[Saved data entries]
-----
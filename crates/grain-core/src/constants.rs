//! Ledger-wide constants. All monetary values are in atomic grain units
//! (1 g = 10^18 units).

/// Number of implicit decimal places carried by every [`GrainAmount`](crate::amount::GrainAmount).
pub const GRAIN_DECIMALS: u32 = 18;

/// Atomic units per whole grain.
pub const ONE_GRAIN: u128 = 10u128.pow(GRAIN_DECIMALS);

/// Fixed-point scale for converting floating-point Cred scores into integer
/// weights (micro-Cred). This is the single rounding point between the
/// external scoring pipeline and the exact allocation arithmetic.
pub const CRED_PRECISION: u64 = 1_000_000;

/// Maximum length of an identity display name.
pub const MAX_NAME_LENGTH: usize = 40;

/// Default currency suffix used by display formatting.
pub const DEFAULT_SUFFIX: &str = "g";

/// Default number of fractional digits shown by display formatting.
pub const DEFAULT_DISPLAY_DECIMALS: u32 = 2;

#[cfg(test)]
mod tests {
    use super::*;

    #[test]
    fn one_grain_matches_decimals() {
        assert_eq!(ONE_GRAIN, 1_000_000_000_000_000_000);
        assert_eq!(ONE_GRAIN, 10u128.pow(GRAIN_DECIMALS));
    }
}
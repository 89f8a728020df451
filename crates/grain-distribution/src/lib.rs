//! # grain-distribution — Cred-to-Grain allocation engine.
//!
//! Consumes externally computed Cred scores and turns a grain budget into
//! a conservation-checked [`Distribution`](grain_core::Distribution) under
//! a chosen policy:
//! - **IMMEDIATE**: proportional to Cred since the last distribution.
//! - **BALANCED**: proportional to lifetime underpayment, converging total
//!   payouts toward the cumulative Cred distribution.
//!
//! All allocation arithmetic is integer-only for determinism.

pub mod cred;
pub mod engine;

pub use cred::{CredHistory, CredInterval};
pub use engine::compute_distribution;
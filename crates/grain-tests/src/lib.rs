//! Integration and property test suite for the Grain ledger.
//!
//! The suites exercise the ledger's replay, conservation and merge
//! invariants end to end, including the distribution engine's policies
//! driving the ledger the way the production pipeline does.

pub mod helpers;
-----
#### INSTRUCTIONS TO FOLLOW:
Copy exactly the stretch of data above from the line with "pub const DEFAULT_SUFFIX: &str" through the line with "pub mod engine;", and omit all other lines.

#### ANSWER:
pub const DEFAULT_SUFFIX: &str = "g";

/// Default number of fractional digits shown by display formatting.
pub const DEFAULT_DISPLAY_DECIMALS: u32 = 2;

#[cfg(test)]
mod tests {
    use super::*;

    #[test]
    fn one_grain_matches_decimals() {
        assert_eq!(ONE_GRAIN, 1_000_000_000_000_000_000);
        assert_eq!(ONE_GRAIN, 10u128.pow(GRAIN_DECIMALS));
    }
}
repository 89f8a728020df451
filename crates/grain-distribution/src/lib.rs
//! # grain-distribution — Cred-to-Grain allocation engine.
//!
//! Consumes externally computed Cred scores and turns a grain budget into
//! a conservation-checked [`Distribution`](grain_core::Distribution) under
//! a chosen policy:
//! - **IMMEDIATE**: proportional to Cred since the last distribution.
//! - **BALANCED**: proportional to lifetime underpayment, converging total
//!   payouts toward the cumulative Cred distribution.
//!
//! All allocation arithmetic is integer-only for determinism.

pub mod cred;
pub mod engine;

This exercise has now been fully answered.